Три обезьяны королевской крови


Посвящается Ф. и Д.

и

Л. и К.


Глава I


На опушке Мунза-мулгарского леса жила некогда старая седая обезьяна из рода фруктоедов, по имени Мутта-матутта. И было у нее три сына: старший, Томма, средний, Тимбулла, и младший, низзанила — по имени Умманодда. Но сами они называли друг друга попросту — Том, Тим и Нод. Жили они в ветхой, покосившейся, полуразрушенной деревянной хижине, которую триста девятнадцать мунза-лет назад построил один путешественник, не то португалец, не то портингалец, как-то так: он заблудился в лесах за 22 997 миль от дома. После того как он умер, как-то раз тихим безмятежным вечером мимо скакал на четырех лапах один мулгар (или, как бы мы сказали на своем языке, обезьяна) по имени Зебба. При виде хижины он застыл неподвижно, склонив голову набок и прислушиваясь; на его широконосой морде играл отсвет заходящего солнца. Затем он подобрался чуть ближе и заглянул в дверь. Заковылял было прочь, и снова вернулся, и заглянул еще раз. Наконец, расхрабрившись, он подошел вплотную и, раздвинув сплетения ползучих вьюнов и густые травы, протиснулся в проем и оказался внутри. Там, в темном углу, белели косточки портингальца.
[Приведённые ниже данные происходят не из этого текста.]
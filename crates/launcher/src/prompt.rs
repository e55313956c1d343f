//! Interactive intro: board, connection, experiment, duration, subject
//!
//! Menus are numbered from zero and answered with the index. Input that is
//! not an integer or is out of range ends the run with an error; there is no
//! retry loop.

use std::io::{BufRead, Write};

use tracing::debug;

use eeg_types::{BoardKind, BoardSelection, ConnectionMethod, ExperimentKind};

use crate::error::{LauncherError, Result};
use crate::session::SessionRequest;

const BOARD_PROMPT: &str = "Enter Board Selection:";
const CONNECTION_PROMPT: &str = "Enter connection method:";
const EXPERIMENT_PROMPT: &str = "Enter Experiment Selection:";
const DURATION_PROMPT: &str = "Enter duration:";
const SUBJECT_PROMPT: &str = "Enter subject name/ID:";

/// Longest recording the launcher accepts, in seconds.
pub const MAX_DURATION_SECS: u64 = experiments::MAX_DURATION.as_secs();

/// Answers known before the prompt starts; each one skips its question.
#[derive(Debug, Clone, Default, PartialEq)]
pub struct SessionPreset {
    pub board: Option<BoardSelection>,
    pub experiment: Option<ExperimentKind>,
    pub duration_secs: Option<u64>,
    pub subject: Option<String>,
}

pub struct IntroPrompt<R, W> {
    input: R,
    output: W,
}

impl<R: BufRead, W: Write> IntroPrompt<R, W> {
    pub fn new(input: R, output: W) -> Self {
        Self { input, output }
    }

    /// Ask every question the preset leaves open, in order.
    pub fn run(&mut self, preset: &SessionPreset) -> Result<SessionRequest> {
        let board = match preset.board {
            Some(board) => {
                debug!("Board preset to {}", board);
                board
            }
            None => self.ask_board()?,
        };

        let experiment = match preset.experiment {
            Some(experiment) => experiment,
            None => self.ask_experiment()?,
        };

        let duration_secs = match preset.duration_secs {
            Some(secs) => check_duration(i64::try_from(secs).unwrap_or(i64::MAX))?,
            None => self.ask_duration()?,
        };

        let subject = match &preset.subject {
            Some(subject) => subject.trim().to_string(),
            None => self.ask_subject()?,
        };

        Ok(SessionRequest {
            board,
            experiment,
            duration_secs,
            subject,
        })
    }

    fn ask_board(&mut self) -> Result<BoardSelection> {
        writeln!(self.output, "Welcome to the EEG session launcher.")?;
        writeln!(
            self.output,
            "Please enter the integer value corresponding to your EEG device:"
        )?;
        for (idx, board) in BoardKind::ALL.iter().enumerate() {
            writeln!(self.output, "[{}] {}", idx, board.display_name())?;
        }
        writeln!(self.output)?;

        let kind = self.read_choice(BOARD_PROMPT, "board", BoardKind::ALL.len(), BoardKind::from_index)?;
        writeln!(self.output, "Selected board {}\n", kind.display_name())?;

        // Only OpenBCI boards can use the WiFi shield
        if !kind.is_openbci() {
            return Ok(BoardSelection::new(kind));
        }

        writeln!(self.output, "Please select your connection method:")?;
        for (idx, method) in ConnectionMethod::ALL.iter().enumerate() {
            writeln!(self.output, "[{}] {}", idx, method.label())?;
        }
        writeln!(self.output)?;

        let connection = self.read_choice(
            CONNECTION_PROMPT,
            "connection",
            ConnectionMethod::ALL.len(),
            ConnectionMethod::from_index,
        )?;
        Ok(BoardSelection::with_connection(kind, connection))
    }

    fn ask_experiment(&mut self) -> Result<ExperimentKind> {
        writeln!(self.output, "Please select which experiment you would like to run:")?;
        for (idx, experiment) in ExperimentKind::ALL.iter().enumerate() {
            writeln!(self.output, "[{}] {}", idx, experiment.menu_label())?;
        }
        writeln!(self.output)?;

        let experiment = self.read_choice(
            EXPERIMENT_PROMPT,
            "experiment",
            ExperimentKind::ALL.len(),
            ExperimentKind::from_index,
        )?;
        writeln!(self.output, "Selected experiment {}\n", experiment.name())?;
        Ok(experiment)
    }

    fn ask_duration(&mut self) -> Result<u64> {
        writeln!(self.output, "Now, enter the duration of the recording (in seconds).\n")?;
        let secs = self.read_integer(DURATION_PROMPT)?;
        check_duration(secs)
    }

    fn ask_subject(&mut self) -> Result<String> {
        writeln!(
            self.output,
            "Finally, enter the name/ID of the subject you are recording data from.\n"
        )?;
        self.read_line(SUBJECT_PROMPT)
    }

    /// Read a menu index and map it to its entry.
    fn read_choice<T>(
        &mut self,
        prompt: &str,
        menu: &'static str,
        options: usize,
        lookup: fn(usize) -> Option<T>,
    ) -> Result<T> {
        let value = self.read_integer(prompt)?;
        usize::try_from(value)
            .ok()
            .and_then(lookup)
            .ok_or(LauncherError::InvalidSelection {
                menu,
                index: value,
                max: options - 1,
            })
    }

    fn read_integer(&mut self, prompt: &str) -> Result<i64> {
        let answer = self.read_line(prompt)?;
        answer.parse().map_err(|_| LauncherError::NotAnInteger {
            prompt: prompt.to_string(),
            input: answer,
        })
    }

    fn read_line(&mut self, prompt: &str) -> Result<String> {
        write!(self.output, "{}", prompt)?;
        self.output.flush()?;

        let mut buffer = String::new();
        if self.input.read_line(&mut buffer)? == 0 {
            return Err(LauncherError::UnexpectedEof(prompt.to_string()));
        }
        Ok(buffer.trim().to_string())
    }
}

fn check_duration(secs: i64) -> Result<u64> {
    match u64::try_from(secs) {
        Ok(secs) if (1..=MAX_DURATION_SECS).contains(&secs) => Ok(secs),
        _ => Err(LauncherError::InvalidDuration(secs)),
    }
}
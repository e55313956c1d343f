use tracing_subscriber::{layer::SubscriberExt, util::SubscriberInitExt, EnvFilter};

const DEFAULT_FILTER: &str = "eeg_launcher=info,experiments=info,eeg_sensor=info";
const VERBOSE_FILTER: &str = "eeg_launcher=debug,experiments=debug,eeg_sensor=debug";

/// Install the global subscriber. `RUST_LOG` wins over the `verbose` default.
///
/// Logs go to stderr so the interactive prompts on stdout stay readable.
pub fn init_logging(verbose: bool) {
    let default_filter = if verbose { VERBOSE_FILTER } else { DEFAULT_FILTER };

    tracing_subscriber::registry()
        .with(EnvFilter::try_from_default_env().unwrap_or_else(|_| EnvFilter::new(default_filter)))
        .with(
            tracing_subscriber::fmt::layer()
                .with_writer(std::io::stderr)
                .with_target(false)
                .compact(),
        )
        .init();
}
В сухой, как трут, хижине обнаружились треснувший каменный очаг, что-то вроде комода или шкафа, стол и табуретка, все — грубой работы, изъеденные жучками, но еще крепкие. Зебба принюхался, крякнул, потолкался-поозирался вокруг. И нашел в завалах мусора внутри хижины много всего любопытного и ценного: котелки для шуббуба, пестики и миски для выпечки лепешек-манака, три мешочка с огромными бусинами, прозрачными, синими и изумрудными; старый проржавевший мушкет; девять эфелантъих бивней, мешочек с камушками-маргаритами и много чего другого помимо холстины, и паутинного шелка, и вяленой рыбы, и сушеных плодов. Там незваный гость и поселился, там он и умер. Этому мулгару Зеббе Мутта-матутта приходилась прапраправнучкой.

И вот однажды, когда Мутта-матутта была еще молода, а ее отец ушел в лес за плодами шудда, к дому, прихрамывая, приблизился необычный мулгар. Сгорбленный, сморщенный, он дрожал всем телом и кашлял, но шел, как ходят люди, а его похожая на орех голова торчала из широкой красной куртки. На его макушке и на одном плече обозначились проплешины, натертые тяжелой котомкой. А следом ковылял еще один мулгар, его слуга, замотанный в жалкие лохмотья; заговорил он не сразу — так распух его язык оттого, что он в темноте ненароком раскусил ядовитого паука, затаившегося в орехах. Господина звали Сейлем, а слугу — Блик. Этот Сейлем совсем расхворался. Мутта-матутта выхаживала его, не смыкая глаз ни днем ни ночью, и отпаивала самым горьким обезьяньим снадобьем. Он корчился от боли, его бил озноб и терзала дождевая лихорадка. Шерстинки на его голове за время странствий побелели на концах. Но он терпел и боль, и недуг (и горькое снадобье) без единого стона или жалобы.

А Блик носил воду, собирал орехи и хворост и помогал Мутта-матутте всем чем мог. Он-то и рассказал ей, что его господин Сейлем — мулла-мулгар, то есть мулгар королевской крови, и приходится родным братом Ассасиммону, Владыке Тишнарских долин.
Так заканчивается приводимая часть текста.